Madame Tong’s, the Southampton restaurant that was the subject of ownership controversy last summer, is hoping to cross over into more maturity with new owners, a different menu and a revitalized concentration on hospitality and service.
The Elm Street restaurant will still serve Asian cuisine, adding more of a French style of Asian fusion to the menu, according to Ian Duke, co-owner of Madame Tong’s Redeux along with David Hilty.
“Because we wanted to stay with the concept, we wanted to do it properly,” said Mr. Duke, who also owns Prohibition and Lucky’s Famous Burgers in Manhattan.
For starters, menu items include $9 cold sesame noodles in a sesame peanut sauce, $15 tamarind glazed spare ribs and $18 tuna and beet tartare in pomegranate ponzu drizzle.
Mr. Duke started making the restaurant rounds as a teenager, working at first in a Dobbs Ferry restaurant as a dishwasher while attending school.
He also enjoys cooking, though he freely admits that “Asian is not my strength.” At Madame Tong’s Redeux, he’s leaving that up to executive chef Frank Coe.
Dinner entrées include the $24 Thai chicken in a light coconut lime curry sauce with bamboo rice and vegetable stir fry; $28 crispy Long Island duck breast in a passion-plum-pomegranate sauce with mixed vegetable stir-fry and sweet potato purée; $27 tuna “ching chong chew” with a julienne of vegetable stir-fry and seaweed noodles and flavours of the Orient topped with seared tuna steak; $30 fillet of halibut in a melon-miso glaze with steamed baby bok choy and bamboo rice; and $35 fillet of striped bass in a light soy scallion and papaya sauce with snow peas and forbidden black rice.
Guests looking for lighter fare can order from the sushi menu: $10 Hamptons redux roll, a soy wrapped avocado and mango; $11 spicy tuna roll, a nori wrap of tuna, cucumber, carrots and tobiko; $16 Maine lump crab roll, soy wrapped mango, lettuce, pickled ginger and tobiko crusted; and $18 lobster tempura soy wrapped roll with avocado, daikon and sirracha.
The restaurant also serves a Sunday brunch from 1 to 5 p.m. and offers boxed lunches for guests waiting to board the Long Island Rail Road just paces away from the building. “We want to welcome [patrons] to an operation that is being executed by a tight-knit staff of professionals, and a beautiful atmosphere with an emphasis on both service and quality of food and beverage being provided,” Mr.
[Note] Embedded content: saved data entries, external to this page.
use thiserror::Error;

/// The third-party API a request was addressed to.
#[derive(Debug, Clone, Copy, PartialEq, Eq, Hash)]
pub enum Upstream {
    Geolocation,
    Weather,
}

impl Upstream {
    pub fn as_str(&self) -> &'static str {
        match self {
            Upstream::Geolocation => "IP location",
            Upstream::Weather => "weather",
        }
    }
}

impl std::fmt::Display for Upstream {
    fn fmt(&self, f: &mut std::fmt::Formatter<'_>) -> std::fmt::Result {
        f.write_str(self.as_str())
    }
}

/// Failure talking to a single upstream API.
#[derive(Debug, Error)]
pub enum UpstreamError {
    #[error("failed to query {upstream} API: {source}")]
    Network {
        upstream: Upstream,
        #[source]
        source: reqwest::Error,
    },

    #[error("failed to read {upstream} API response: {source}")]
    Read {
        upstream: Upstream,
        #[source]
        source: reqwest::Error,
    },

    #[error("failed to parse {upstream} API response: {source}")]
    Parse {
        upstream: Upstream,
        #[source]
        source: serde_json::Error,
    },

    #[error("IP location API returned non-success status: {status}{}", detail(.message))]
    Status {
        status: String,
        message: Option<String>,
    },
}

fn detail(message: &Option<String>) -> String {
    match message {
        Some(m) if !m.is_empty() => format!(" ({m})"),
        _ => String::new(),
    }
}

/// Failure of the geolocate-then-fetch pipeline, tagged with the failed stage.
#[derive(Debug, Error)]
pub enum RelayError {
    #[error("Error getting location: {0}")]
    Location(#[source] UpstreamError),

    #[error("Error getting weather data: {0}")]
    Weather(#[source] UpstreamError),
}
Duke said, hoping patrons will put aside any negative associations they might have in their minds based on their experience of the former Madame Tong’s.
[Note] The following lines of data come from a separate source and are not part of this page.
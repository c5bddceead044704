//! Binary crate for the `weather-server` relay.
//!
//! This crate focuses on:
//! - Parsing CLI arguments and environment
//! - Resolving the caller's IP address
//! - Serving `GET /getWeather` over HTTP

use clap::Parser;

mod cli;
mod client_ip;
mod routes;

#[tokio::main]
async fn main() -> anyhow::Result<()> {
    tracing_subscriber::fmt()
        .with_env_filter(
            tracing_subscriber::EnvFilter::try_from_default_env()
                .unwrap_or_else(|_| tracing_subscriber::EnvFilter::new("info")),
        )
        .with_writer(std::io::stderr)
        .init();

    let cmd = cli::Cli::parse();
    cmd.run().await
}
The revamped restaurant opened July 3, after being taken over from former owner Ed “Jean Luc” Kleefield, who also owned Grappa and JLX Bistro in Sag Harbor and Prime 103 in East Hampton. Mr. Kleefield has no role in the new establishment, said Mr. Duke, who added that he would not have opened his own version of the restaurant if Mr. Kleefield was still involved.
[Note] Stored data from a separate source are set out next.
use crate::{
    enums::FeatureSet,
    volume::{Geometry, Volume},
};

use log::{debug, info};
use ndarray::{Array4, ArrayD, Axis, Ix4};
use nifti::{IntoNdArray, NiftiHeader, NiftiObject, NiftiType, ReaderOptions};
use std::path::{Path, PathBuf};
use thiserror::Error;

#[derive(Debug, Error)]
pub enum VolumeLoaderError {
    #[error("Volume file not found: {}", .0.display())]
    NotFound(PathBuf),

    #[error("Unsupported dimensionality {0:?}, expected 3 to 5 axes with a single time point")]
    UnsupportedDimensionality(Vec<usize>),

    #[error("Unsupported pixel encoding {0:?}")]
    UnsupportedPixelType(NiftiType),

    #[error("Expected a scalar volume, found {0} channels")]
    NotScalar(usize),

    #[error("Invalid array shape: {0}")]
    Shape(#[from] ndarray::ShapeError),

    #[error("NIfTI error: {0}")]
    Nifti(#[from] nifti::error::NiftiError),
}

pub struct VolumeLoader;

impl VolumeLoader {
    /// Load a scalar or multi-channel volume from a NIfTI file.
    ///
    /// Values are widened to `f64`, which holds every integer pixel type up
    /// to 32 bits exactly.
    ///
    /// # Arguments
    ///
    /// * `path` - `.nii` or `.nii.gz` file
    ///
    /// # Errors
    ///
    /// Returns error if the file is missing, cannot be decoded, has a
    /// non-numeric pixel type, or is not a 3D grid of scalars or vectors
    pub fn load(path: impl AsRef<Path>) -> Result<Volume<f64>, VolumeLoaderError> {
        let path = path.as_ref();
        if !path.is_file() {
            return Err(VolumeLoaderError::NotFound(path.to_path_buf()));
        }

        let object = ReaderOptions::new().read_file(path)?;
        let header = object.header().clone();
        Self::check_pixel_type(&header)?;

        let array: ArrayD<f64> = object.into_volume().into_ndarray::<f64>()?;
        let data = Self::to_channels_last(array)?;
        let volume = Volume::new(data, Self::get_geometry(&header))
            .with_provenance(Self::get_provenance(&header));

        info!(
            "Loaded {}: extent {:?}, {} channel(s)",
            path.display(),
            volume.extent(),
            volume.components()
        );
        if let Some(set) = volume.provenance {
            debug!("{} is tagged as {} features", path.display(), set);
        }
        Ok(volume)
    }

    /// Load a volume that must hold one value per voxel, such as a mask
    pub fn load_scalar(path: impl AsRef<Path>) -> Result<Volume<f64>, VolumeLoaderError> {
        let volume = Self::load(path)?;
        match volume.components() {
            1 => Ok(volume),
            channels => Err(VolumeLoaderError::NotScalar(channels)),
        }
    }

    fn check_pixel_type(header: &NiftiHeader) -> Result<(), VolumeLoaderError> {
        let data_type = header.data_type()?;
        match data_type {
            NiftiType::Uint8
            | NiftiType::Int8
            | NiftiType::Uint16
            | NiftiType::Int16
            | NiftiType::Uint32
            | NiftiType::Int32
            | NiftiType::Uint64
            | NiftiType::Int64
            | NiftiType::Float32
            | NiftiType::Float64 => Ok(()),
            other => Err(VolumeLoaderError::UnsupportedPixelType(other)),
        }
    }

    /// Reorder an `[x, y, z, (t,) (c)]` array into `[z, y, x, c]`
    fn to_channels_last(array: ArrayD<f64>) -> Result<Array4<f64>, VolumeLoaderError> {
        let shape = array.shape().to_vec();
        let array = match shape.len() {
            3 => array.insert_axis(Axis(3)),
            4 => array,
            5 if shape[3] == 1 => array.index_axis_move(Axis(3), 0),
            _ => return Err(VolumeLoaderError::UnsupportedDimensionality(shape)),
        };
        let array = array.into_dimensionality::<Ix4>()?;
        Ok(array
            .permuted_axes([2, 1, 0, 3])
            .as_standard_layout()
            .into_owned())
    }

    fn get_geometry(header: &NiftiHeader) -> Geometry {
        let spacing = [1, 2, 3].map(|axis| match header.pixdim[axis].abs() {
            s if s > 0.0 => s,
            _ => 1.0,
        });

        if header.sform_code > 0 {
            let rows = [header.srow_x, header.srow_y, header.srow_z];
            let mut direction = [[0.0; 3]; 3];
            for (row, srow) in rows.iter().enumerate() {
                for col in 0..3 {
                    direction[row][col] = srow[col] / spacing[col];
                }
            }
            return Geometry {
                spacing,
                origin: [rows[0][3], rows[1][3], rows[2][3]],
                direction,
            };
        }

        if header.qform_code > 0 {
            return Geometry {
                spacing,
                origin: [header.quatern_x, header.quatern_y, header.quatern_z],
                direction: Self::quaternion_to_direction(header),
            };
        }

        Geometry {
            spacing,
            ..Geometry::default()
        }
    }

    fn quaternion_to_direction(header: &NiftiHeader) -> [[f32; 3]; 3] {
        let (b, c, d) = (header.quatern_b, header.quatern_c, header.quatern_d);
        let a = (1.0 - (b * b + c * c + d * d)).max(0.0).sqrt();
        let qfac = if header.pixdim[0] < 0.0 { -1.0 } else { 1.0 };

        [
            [
                a * a + b * b - c * c - d * d,
                2.0 * (b * c - a * d),
                2.0 * (b * d + a * c) * qfac,
            ],
            [
                2.0 * (b * c + a * d),
                a * a + c * c - b * b - d * d,
                2.0 * (c * d - a * b) * qfac,
            ],
            [
                2.0 * (b * d - a * c),
                2.0 * (c * d + a * b),
                (a * a + d * d - c * c - b * b) * qfac,
            ],
        ]
    }

    fn get_provenance(header: &NiftiHeader) -> Option<FeatureSet> {
        let end = header
            .intent_name
            .iter()
            .position(|&byte| byte == 0)
            .unwrap_or(header.intent_name.len());
        std::str::from_utf8(&header.intent_name[..end])
            .ok()
            .and_then(FeatureSet::from_tag)
    }
}

#[cfg(test)]
mod tests {
    use super::*;
    use ndarray::{Array, IxDyn};

    #[test]
    fn missing_file_is_reported_before_decoding() {
        let result = VolumeLoader::load("does/not/exist.nii.gz");
        assert!(matches!(result, Err(VolumeLoaderError::NotFound(_))));
    }

    #[test]
    fn vector_images_move_channels_last() {
        // [x, y, z, t, c] with a single time point
        let array = Array::from_shape_fn(IxDyn(&[2, 3, 1, 1, 4]), |index| {
            (index[0] * 100 + index[1] * 10 + index[4]) as f64
        });
        let data = VolumeLoader::to_channels_last(array).unwrap();
        assert_eq!(data.dim(), (1, 3, 2, 4));
        assert_eq!(data[[0, 2, 1, 3]], 123.0);
        assert!(data.is_standard_layout());
    }

    #[test]
    fn scalar_images_gain_a_channel_axis() {
        let array = Array::from_shape_fn(IxDyn(&[2, 2, 2]), |index| {
            (index[0] + index[1] * 2 + index[2] * 4) as f64
        });
        let data = VolumeLoader::to_channels_last(array).unwrap();
        assert_eq!(data.dim(), (2, 2, 2, 1));
        let traversal: Vec<f64> = data.iter().copied().collect();
        assert_eq!(traversal, vec![0.0, 1.0, 2.0, 3.0, 4.0, 5.0, 6.0, 7.0]);
    }

    #[test]
    fn time_series_are_rejected() {
        let array = Array::zeros(IxDyn(&[2, 2, 2, 3, 4]));
        assert!(matches!(
            VolumeLoader::to_channels_last(array),
            Err(VolumeLoaderError::UnsupportedDimensionality(_))
        ));
        let array = Array::zeros(IxDyn(&[2, 2]));
        assert!(matches!(
            VolumeLoader::to_channels_last(array),
            Err(VolumeLoaderError::UnsupportedDimensionality(_))
        ));
    }

    #[test]
    fn sform_geometry_is_split_into_spacing_and_direction() {
        let mut header = NiftiHeader::default();
        header.pixdim = [1.0, 0.5, 0.5, 2.0, 1.0, 1.0, 1.0, 1.0];
        header.sform_code = 1;
        header.srow_x = [-0.5, 0.0, 0.0, 10.0];
        header.srow_y = [0.0, 0.5, 0.0, -4.0];
        header.srow_z = [0.0, 0.0, 2.0, 3.0];

        let geometry = VolumeLoader::get_geometry(&header);
        assert_eq!(geometry.spacing, [0.5, 0.5, 2.0]);
        assert_eq!(geometry.origin, [10.0, -4.0, 3.0]);
        assert_eq!(geometry.direction[0], [-1.0, 0.0, 0.0]);
        assert_eq!(geometry.direction[2], [0.0, 0.0, 1.0]);
    }

    #[test]
    fn identity_quaternion_gives_identity_direction() {
        let mut header = NiftiHeader::default();
        header.pixdim = [1.0, 1.0, 1.0, 1.0, 0.0, 0.0, 0.0, 0.0];
        header.sform_code = 0;
        header.qform_code = 1;
        header.quatern_b = 0.0;
        header.quatern_c = 0.0;
        header.quatern_d = 0.0;
        header.quatern_x = 1.0;

        let geometry = VolumeLoader::get_geometry(&header);
        assert_eq!(geometry.direction, Geometry::default().direction);
        assert_eq!(geometry.origin, [1.0, 0.0, 0.0]);
    }

    #[test]
    fn intent_name_carries_provenance() {
        let mut header = NiftiHeader::default();
        header.intent_name = [0; 16];
        header.intent_name[..4].copy_from_slice(b"GLCM");
        assert_eq!(
            VolumeLoader::get_provenance(&header),
            Some(FeatureSet::CoOccurrence)
        );

        header.intent_name = [0; 16];
        assert_eq!(VolumeLoader::get_provenance(&header), None);
    }
}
Because the new owners didn’t sign the lease until late May, they decided to keep the old name for branding purposes.
On a recent afternoon before opening for the evening, Mr. Duke leaned back in his chair at a table on the outdoor patio and pointed to the grassy lawn, lined with lush vegetation and tiki torches, a lawn he still remembers from his first trip to the restaurant five years ago. “That lawn,” he said. “Is a hidden oasis.”
Guests can chat late into the night while sipping cocktails at the bar, or sit on wooden benches lining the green. The dinner buzz usually starts around 7 p.m. but later in the night, furniture is removed from the indoor dining area so that guests can dance beneath green, orange and red lanterns. “As it gets a little later, the energy builds and the place is just rocking,” Mr. Duke said.
The restaurant has already hosted several birthday parties and a public relations event and has several wedding receptions booked for the coming months.
“We’re not in this at all for one summer,” Mr. Duke said. “We’re in it for the long haul.”